Appraisal Basics
November 25, 2013
What is a home appraisal?
It’s a professional appraiser’s opinion of the market value of real property. The process begins with the appraiser taking notes and pictures of every room while walking through the home, or subject property, as it is known in the appraisal world. Then, the appraiser researches appropriate market areas along with the gathering and analyzing of information regarding the subject property, the subject neighborhood and the comparable sales. The time is takes to complete an appraisal varies greatly depending on the difficulty of the assignment.
Why is an appraisal needed when purchasing a home?
An appraisal is needed when trying to purchase a home for a few reasons. First, the appraisal process can protect home buyers from potentially overpaying for a property. Second, the appraisal lets the lender know whether or not the home is worth the purchase price. It will affect how much money the lender is willing to lend the client. Finally, an appraisal is almost always required if the loan is being backed by a government sponsored entity, such as Fannie Mae, the FHA or the VA.
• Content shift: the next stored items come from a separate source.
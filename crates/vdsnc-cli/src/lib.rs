//! vdsnc CLI library — command implementations and trust configuration.
#![deny(warnings, clippy::all, clippy::pedantic)]
#![warn(missing_docs)]

/// CLI subcommand implementations.
pub mod commands;
/// Trust configuration — read `trust.toml` and build the store from it.
pub mod config;
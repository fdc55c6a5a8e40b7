//! `vdsnc verify <file>` — run the verification pipeline over one seal.

use std::path::Path;

use anyhow::{Context, Result};
use log::info;

use vdsnc_core::decode_vds;

use crate::config::{build_store, load_config};

/// Verify the seal in `vds_file` against the trust configuration at
/// `trust_path`. Exits through an error (and a non-zero status) when any
/// check fails.
///
/// # Errors
///
/// Returns an error when configuration or input loading fails, or with
/// the verification failure reason.
pub fn run_verify(trust_path: &Path, vds_file: &Path) -> Result<()> {
    let cfg = load_config(trust_path)?;
    let base_dir = trust_path.parent().unwrap_or_else(|| Path::new("."));
    let store = build_store(&cfg, base_dir)?;

    let text = std::fs::read_to_string(vds_file)
        .with_context(|| format!("reading seal {}", vds_file.display()))?;
    let vds = decode_vds(&text)?;
    info!(
        "verifying {} seal issued by {}",
        vds.data.hdr.t, vds.data.hdr.issuing_country
    );

    vdsnc_verifier::verify(&vds, &store)?;
    println!("seal verified");
    Ok(())
}
//! `vdsnc refresh` — one refresh batch over every configured CRL URL.

use std::path::Path;

use anyhow::{bail, Result};

use crate::config::{build_store, load_config};

/// Download fresh CRLs for every URL-bearing anchor and report per-URL
/// outcomes.
///
/// # Errors
///
/// Returns an error when the configuration cannot be loaded or any
/// download fails.
pub async fn run_refresh(trust_path: &Path) -> Result<()> {
    let cfg = load_config(trust_path)?;
    let base_dir = trust_path.parent().unwrap_or_else(|| Path::new("."));
    let store = build_store(&cfg, base_dir)?;

    let outcomes = store.refresh_now().await;
    if outcomes.is_empty() {
        println!("no refreshable CRLs configured");
        return Ok(());
    }
    let mut failures = 0;
    for outcome in &outcomes {
        let status = if outcome.ok { "ok" } else { "failed" };
        println!("{}: {status}", outcome.url);
        if !outcome.ok {
            failures += 1;
        }
    }
    if failures > 0 {
        bail!("{failures} of {} CRL downloads failed", outcomes.len());
    }
    Ok(())
}
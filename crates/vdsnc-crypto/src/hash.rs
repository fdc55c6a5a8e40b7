//! Streaming hashes and hex digests.

use sha2::{Digest as _, Sha256, Sha384, Sha512};

/// The hash functions used by the supported signature schemes.
#[derive(Debug, Clone, Copy, PartialEq, Eq)]
pub enum HashAlgorithm {
    /// SHA-256.
    Sha256,
    /// SHA-384.
    Sha384,
    /// SHA-512.
    Sha512,
}

/// A streaming hasher over one of the supported algorithms.
#[derive(Debug, Clone)]
pub struct Hasher(Inner);

#[derive(Debug, Clone)]
enum Inner {
    Sha256(Sha256),
    Sha384(Sha384),
    Sha512(Sha512),
}

impl Hasher {
    /// Start a new hash computation.
    #[must_use]
    pub fn new(algorithm: HashAlgorithm) -> Self {
        Hasher(match algorithm {
            HashAlgorithm::Sha256 => Inner::Sha256(Sha256::new()),
            HashAlgorithm::Sha384 => Inner::Sha384(Sha384::new()),
            HashAlgorithm::Sha512 => Inner::Sha512(Sha512::new()),
        })
    }

    /// Absorb more input.
    pub fn update(&mut self, data: &[u8]) {
        match &mut self.0 {
            Inner::Sha256(h) => h.update(data),
            Inner::Sha384(h) => h.update(data),
            Inner::Sha512(h) => h.update(data),
        }
    }

    /// Finish and return the digest bytes.
    #[must_use]
    pub fn finalize(self) -> Vec<u8> {
        match self.0 {
            Inner::Sha256(h) => h.finalize().to_vec(),
            Inner::Sha384(h) => h.finalize().to_vec(),
            Inner::Sha512(h) => h.finalize().to_vec(),
        }
    }

    /// Finish and return the lower-case hex rendering of the digest.
    #[must_use]
    pub fn finalize_hex(self) -> String {
        hex::encode(self.finalize())
    }
}

/// One-shot digest of `data`.
#[must_use]
pub fn digest(algorithm: HashAlgorithm, data: &[u8]) -> Vec<u8> {
    let mut hasher = Hasher::new(algorithm);
    hasher.update(data);
    hasher.finalize()
}

/// One-shot lower-case hex SHA-256 of `data`.
#[must_use]
pub fn sha256_hex(data: &[u8]) -> String {
    let mut hasher = Sha256::new();
    hasher.update(data);
    format!("{:x}", hasher.finalize())
}

#[cfg(test)]
mod tests {
    use super::*;

    #[test]
    fn sha256_known_vector() {
        assert_eq!(
            sha256_hex(b"abc"),
            "ba7816bf8f01cfea414140de5dae2223b00361a396177a9cb410ff61f20015ad"
        );
    }

    #[test]
    fn streaming_matches_one_shot() {
        let mut hasher = Hasher::new(HashAlgorithm::Sha256);
        hasher.update(b"ab");
        hasher.update(b"c");
        assert_eq!(hasher.finalize(), digest(HashAlgorithm::Sha256, b"abc"));
    }

    #[test]
    fn sha384_known_vector() {
        let mut hasher = Hasher::new(HashAlgorithm::Sha384);
        hasher.update(b"abc");
        assert_eq!(
            hasher.finalize_hex(),
            "cb00753f45a35e8bb5a03d699ac65007272c32ab0eded1631a8b605a43ff5bed\
             8086072ba1e7cc2358baeca134c825a7"
        );
    }

    #[test]
    fn sha512_known_vector() {
        let mut hasher = Hasher::new(HashAlgorithm::Sha512);
        hasher.update(b"abc");
        assert_eq!(
            hasher.finalize_hex(),
            "ddaf35a193617abacc417349ae20413112e6fa4e89a97ea20a9eeee64b55d39a\
             2192992a274fc1a836ba3c23a3feebbd454d4423643ce80e2a9ac94fa54ca49f"
        );
    }
}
What are the main things that affect an appraisal?
There are three main things that affect an appraisal, they include:
The style and size of the home — Appraisers must compare apples to apples where possible. If the subject is a one-story, 1,500 sq. ft. ranch, the appraiser will be using similar sized, one-story, ranch-style homes as comparable sales.
The condition of the home — Homes with high quality upgrades typically appraise near the higher end of the value range. Conversely, homes with minimal updates are going to appraise at the lower end of the range.
Availability — The availability of comparable sales in the subject’s neighborhood will also affect an appraisal. Pay attention to sales prices of recently closed sales in the subject’s neighborhood. These are the sales that an appraiser must consider and are a likely indicator of value of the subject property.
How does an appraiser determine value?
An appraiser determines the value of real property by assembling a report based upon the information gathered from the walk through, the research in the market area and the information on the comparable sales and listings. Lenders will require the appraised value be based upon the sales comparison approach. They accomplish this by making adjustments to the prices of the comparable sales, which are based upon differences between the comparable sales and the subject property. The adjustments are based on the market’s reaction to the items, not by the cost of an item. The appraiser then reconciles the opinion of market value based upon the adjusted prices of the comparable sales.